Pretty cool actually, as from our wet vantage point we got to see a pair of Waved Albatross that followed us for half an hour. Effortlessly keeping up with our trio of 200hp outboards before tipping their wings and cruising off. Arriving in Santa Cruz and managing to sort the ferry mix up, followed by another two and a half hour particularly knarley boat ride, we find ourselves in San Cristobal for the final leg of our Galapagos epic.
The Royal Marines used to say, “You are not wet until water is running down the crack of your arse” well it was! After we found, with surprising ease this time a hostel, I treated the wife to another top notch restaurant for a slap up meal and normality was resumed.
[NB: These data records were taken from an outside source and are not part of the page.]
//! One-call simulation driver.
//!
//! Resolves a [`SimulationConfig`] into concrete layout, tiling and solver
//! types, runs the requested number of steps and returns the final layer
//! in row-major order.

use std::io::Write;
use std::time::{Duration, Instant};

use crate::config::{ExecutionKind, SimulationConfig};
use crate::error::Result;
use crate::executor::{default_concurrency, ThreadPool};
use crate::layer::Layer;
use crate::layout::{Layout, LayoutKind, LinearLayout, ZOrderLayout};
use crate::solver::{ParallelSolver, Simulation, Solver, WavefrontSolver};
use crate::stencil::{WaveCell, WaveStencil};
use crate::tiling::{ConeFold, RegularTiling, TilingKind};
use crate::waves::InitialWave;

/// Number of progress callbacks per run, at most.
const PROGRESS_CHUNKS: usize = 50;

/// Outcome of [`run`].
#[derive(Debug, Clone)]
pub struct RunReport {
    /// Domain width.
    pub len_x: usize,
    /// Domain height.
    pub len_y: usize,
    /// Instants computed.
    pub steps: u64,
    /// Wall-clock time spent advancing, setup excluded.
    pub elapsed: Duration,
    /// Final layer, row-major.
    pub cells: Vec<WaveCell>,
}

impl RunReport {
    /// Cell `(x, y)` of the final layer.
    pub fn at(&self, x: usize, y: usize) -> WaveCell {
        self.cells[y * self.len_x + x]
    }

    /// Cell updates per second.
    pub fn throughput(&self) -> f64 {
        let updates = self.steps as f64 * self.cells.len() as f64;
        updates / self.elapsed.as_secs_f64().max(f64::EPSILON)
    }

    /// Write the final layer as row-major text.
    pub fn dump<W: Write>(&self, out: &mut W) -> std::io::Result<()> {
        for row in self.cells.chunks(self.len_x) {
            for cell in row {
                write!(out, "{} ", cell)?;
            }
            writeln!(out)?;
        }
        Ok(())
    }
}

/// Run a simulation to completion.
pub fn run(config: &SimulationConfig) -> Result<RunReport> {
    run_with_progress(config, |_, _| {})
}

/// Run a simulation, calling `progress(done, total)` between chunks of steps.
pub fn run_with_progress(
    config: &SimulationConfig,
    progress: impl FnMut(u64, u64),
) -> Result<RunReport> {
    config.validate()?;
    tracing::info!(
        rank_x = config.rank_x,
        rank_y = config.rank_y,
        layout = %config.layout,
        tiling = %config.tiling,
        execution = %config.execution,
        steps = config.steps,
        wave = %config.wave,
        "Starting simulation"
    );

    let report = match config.layout {
        LayoutKind::Linear => {
            run_layout(config, LinearLayout::new(config.rank_x, config.rank_y)?, progress)
        }
        LayoutKind::ZOrder => {
            run_layout(config, ZOrderLayout::new(config.rank_x, config.rank_y)?, progress)
        }
    }?;

    tracing::info!(
        elapsed_ms = report.elapsed.as_millis() as u64,
        throughput = report.throughput(),
        "Simulation finished"
    );
    Ok(report)
}

fn run_layout<L: Layout>(
    config: &SimulationConfig,
    layout: L,
    progress: impl FnMut(u64, u64),
) -> Result<RunReport> {
    let stencil = WaveStencil::new(config.dspace(), config.dt);
    let wave = config.wave;
    let length = config.length;
    let init = move |layer: &mut Layer<WaveCell, L>| layer.init(length, |x, y| wave.cell(x, y));

    let tiling = ConeFold::new(config.tile_rank);
    let workers = config.workers.unwrap_or_else(default_concurrency);

    match config.execution {
        ExecutionKind::Tiling => match config.tiling {
            TilingKind::ConeFold => {
                let solver = Solver::with_initial(layout, tiling, stencil, init)?;
                Ok(drive::<L, _, _>(solver, tiling_depth(config), config.steps, progress))
            }
            TilingKind::Regular => {
                let solver = Solver::with_initial(layout, RegularTiling, stencil, init)?;
                Ok(drive::<L, _, _>(solver, 1, config.steps, progress))
            }
        },
        ExecutionKind::Pool => {
            let pool = ThreadPool::new(workers)?;
            let solver = ParallelSolver::with_initial(
                layout,
                tiling,
                config.cell_rank,
                stencil,
                pool,
                config.dispatch,
                init,
            )?;
            Ok(drive::<L, _, _>(solver, tiling_depth(config), config.steps, progress))
        }
        ExecutionKind::Wavefront => {
            let solver = WavefrontSolver::with_initial(
                layout,
                tiling,
                config.cell_rank,
                stencil,
                workers,
                init,
            )?;
            Ok(drive::<L, _, _>(solver, tiling_depth(config), config.steps, progress))
        }
    }
}

fn tiling_depth(config: &SimulationConfig) -> usize {
    1 << config.tile_rank
}

/// Advance in whole batches, reporting progress after each chunk.
fn drive<L, S, P>(mut sim: S, batch: usize, total: usize, mut progress: P) -> RunReport
where
    L: Layout,
    S: Simulation<WaveCell, L>,
    P: FnMut(u64, u64),
{
    let chunk = (total / PROGRESS_CHUNKS).max(1).div_ceil(batch) * batch;

    let start = Instant::now();
    let mut done = 0;
    while done < total {
        let n = chunk.min(total - done);
        sim.advance(n);
        done += n;
        progress(done as u64, total as u64);
    }
    let elapsed = start.elapsed();

    let layer = sim.current();
    RunReport {
        len_x: layer.layout().len_x(),
        len_y: layer.layout().len_y(),
        steps: sim.steps_done(),
        elapsed,
        cells: layer.to_row_major(),
    }
}

#[cfg(test)]
mod tests {
    use super::*;
    use crate::solver::Dispatch;

    fn small() -> SimulationConfig {
        SimulationConfig::default()
            .with_rank(5)
            .with_tile_rank(3)
            .with_cell_rank(2)
            .with_length(32.0)
            .with_time_step(0.5)
            .with_steps(37)
    }

    #[test]
    fn test_all_executions_agree() {
        let reference = run(&small().with_tiling(TilingKind::Regular).with_layout(LayoutKind::Linear)).unwrap();
        assert_eq!(reference.steps, 37);

        let variants = [
            small(),
            small().with_execution(ExecutionKind::Pool).with_workers(2),
            small()
                .with_execution(ExecutionKind::Pool)
                .with_workers(3)
                .with_dispatch(Dispatch::Chained),
            small().with_execution(ExecutionKind::Wavefront).with_workers(2),
        ];
        for config in variants {
            let report = run(&config).unwrap();
            assert_eq!(report.cells, reference.cells, "{:?}", config.execution);
        }
    }

    #[test]
    fn test_progress_reaches_total() {
        let mut last = (0, 0);
        let mut calls = 0;
        run_with_progress(&small(), |done, total| {
            assert!(done > last.0);
            last = (done, total);
            calls += 1;
        })
        .unwrap();
        assert_eq!(last, (37, 37));
        assert!(calls <= PROGRESS_CHUNKS + 1);
    }

    #[test]
    fn test_dump_format() {
        let report = RunReport {
            len_x: 2,
            len_y: 2,
            steps: 0,
            elapsed: Duration::ZERO,
            cells: vec![
                WaveCell::new(1.0, 0.5),
                WaveCell::new(1.0, 1.0),
                WaveCell::new(1.0, -2.0),
                WaveCell::new(1.0, 0.0),
            ],
        };
        let mut out = Vec::new();
        report.dump(&mut out).unwrap();
        assert_eq!(String::from_utf8(out).unwrap(), "0.5 1 \n-2 0 \n");
        assert_eq!(report.at(0, 1).intensity, -2.0);
    }

    #[test]
    fn test_invalid_config_rejected_before_running() {
        assert!(run(&small().with_time_step(-1.0)).is_err());
    }
}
San Cristobal is the last of our Galapagos epic and is from the formation four volcanoes. The main town of Puerto Baquerizo Moreno is where we stayed and is very safe, as is every Island we stayed on, a noticeable relief from having to watch yourself in Quito.
Still unable to explain what it is like being on the Islands, not like anything we have ever experienced before. It plays a lot on Darwin, who though only here for 5 weeks, gave him the kick for his Evolution Theory and you would have to come here to understand. Like a world reset button and totally unique.
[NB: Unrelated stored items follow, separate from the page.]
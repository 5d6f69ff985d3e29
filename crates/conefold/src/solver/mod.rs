//! Solvers: own the layer window and drive a traversal through time.
//!
//! All solvers advance in whole batches of the traversal's time depth and
//! rotate the window after each one. When the requested step count is not
//! a multiple of the batch, the window is rotated back by the overshoot so
//! that [`Simulation::current`] holds exactly the requested instant.
//!
//! - [`Solver`] - single-threaded, any [`Tiling`]
//! - [`ParallelSolver`] - grid nodes on an [`Executor`](crate::executor::Executor), semaphore-gated
//! - [`WavefrontSolver`] - grid levels on a rayon pool, barrier between levels

mod parallel;
mod wavefront;

pub use parallel::{Dispatch, ParallelSolver};
pub use wavefront::WavefrontSolver;

use crate::error::Result;
use crate::layer::Layer;
use crate::layout::Layout;
use crate::stencil::Stencil;
use crate::tiling::Tiling;
use crate::window::LayerWindow;

/// Common interface of all solvers.
pub trait Simulation<C, L> {
    /// Advance the simulation by exactly `steps` instants.
    fn advance(&mut self, steps: usize);

    /// The latest computed instant.
    fn current(&self) -> &Layer<C, L>;

    /// Instants computed since construction.
    fn steps_done(&self) -> u64;
}

/// Runs `batches` batches through `run`, then rotates back the overshoot.
///
/// Returns the number of batches run.
pub(crate) fn advance_window<T: Copy, L: Layout>(
    window: &mut LayerWindow<T, L>,
    steps: usize,
    mut run: impl FnMut(&mut LayerWindow<T, L>),
) -> usize {
    if steps == 0 {
        return 0;
    }
    let depth = window.span();
    let batches = steps.div_ceil(depth);
    for _ in 0..batches {
        run(window);
        window.rotate(depth);
    }
    let overshoot = batches * depth - steps;
    if overshoot > 0 {
        window.rotate_back(overshoot);
    }
    tracing::trace!(steps, batches, overshoot, "Window advanced");
    batches
}

/// Sequential solver over any tiling.
pub struct Solver<S: Stencil, L, T> {
    stencil: S,
    tiling: T,
    window: LayerWindow<S::Cell, L>,
    steps_done: u64,
}

impl<S: Stencil, L: Layout, T: Tiling> Solver<S, L, T> {
    /// Create a solver whose initial layer is all defaults.
    pub fn new(layout: L, tiling: T, stencil: S) -> Result<Self> {
        Self::with_initial(layout, tiling, stencil, |_| {})
    }

    /// Create a solver and let `init` fill the initial layer.
    pub fn with_initial(
        layout: L,
        tiling: T,
        stencil: S,
        init: impl FnOnce(&mut Layer<S::Cell, L>),
    ) -> Result<Self> {
        tiling.check_domain(&layout)?;
        let window = LayerWindow::with_initial(layout, S::DEPTH, tiling.time_depth(), init);

        tracing::info!(
            tiling = T::NAME,
            len_x = layout.len_x(),
            len_y = layout.len_y(),
            time_depth = tiling.time_depth(),
            layers = window.ring().len(),
            "Solver constructed"
        );
        Ok(Self {
            stencil,
            tiling,
            window,
            steps_done: 0,
        })
    }

    /// The stencil in use.
    pub fn stencil(&self) -> &S {
        &self.stencil
    }

    /// The tiling in use.
    pub fn tiling(&self) -> &T {
        &self.tiling
    }

    /// The layer window.
    pub fn window(&self) -> &LayerWindow<S::Cell, L> {
        &self.window
    }

    /// The latest computed instant.
    pub fn layer(&self) -> &Layer<S::Cell, L> {
        self.window.current()
    }
}

impl<S: Stencil, L: Layout, T: Tiling> Simulation<S::Cell, L> for Solver<S, L, T> {
    fn advance(&mut self, steps: usize) {
        let Self {
            stencil,
            tiling,
            window,
            ..
        } = self;
        let batches = advance_window(window, steps, |w| tiling.traverse(&*stencil, w));
        self.steps_done += steps as u64;
        tracing::debug!(steps, batches, total = self.steps_done, "Advanced");
    }

    fn current(&self) -> &Layer<S::Cell, L> {
        self.window.current()
    }

    fn steps_done(&self) -> u64 {
        self.steps_done
    }
}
A trip to the Centro Interpretation Centre of San Cristobal which was opened as a phase of the project “Plan of Interpretation and Environmental Education for the Galapagos Islands”. It was funded by the Government of Spain through the Spanish Agency for International Cooperation for Development (AECID) in coordination with the Galapagos National Park and the support of the Charles Darwin Foundation. The second section describes the reality of today’s Galapagos: the problems and the struggle of several institutions and individuals to conserve Galapagos. www.sancristobalgalapagos.go
A slow 45 minutes trek to Cerro Tijeretas, named after the colonies of Frigate birds nesting in the trees, is a network of hiking trails that finally lead to a panoramic look out area over a protected bay, which is great for snorkelling. We had a very quick dip in the bay, absolutely freezing but a joy to swim alongside the resident sea lions.
We explored Las Loberias Beach by push bike, approximately a 15 minute ride, although it was very hot when we were there so plenty of fluid needed. As the sea was baltic cold we didn’t snorkel sadly with the sea lions on the beach this time.
Sally once again found a quirky tree house that offers overnight sleeping accommodation, we decided it was even too rustic and slightly damp for us but was a fun few hours. The construction of the tree house is quite amazing.
Our accommodation was very basic and in hindsight we should have moved, to get back into her good books I found an amazing bakery which we visited everyday!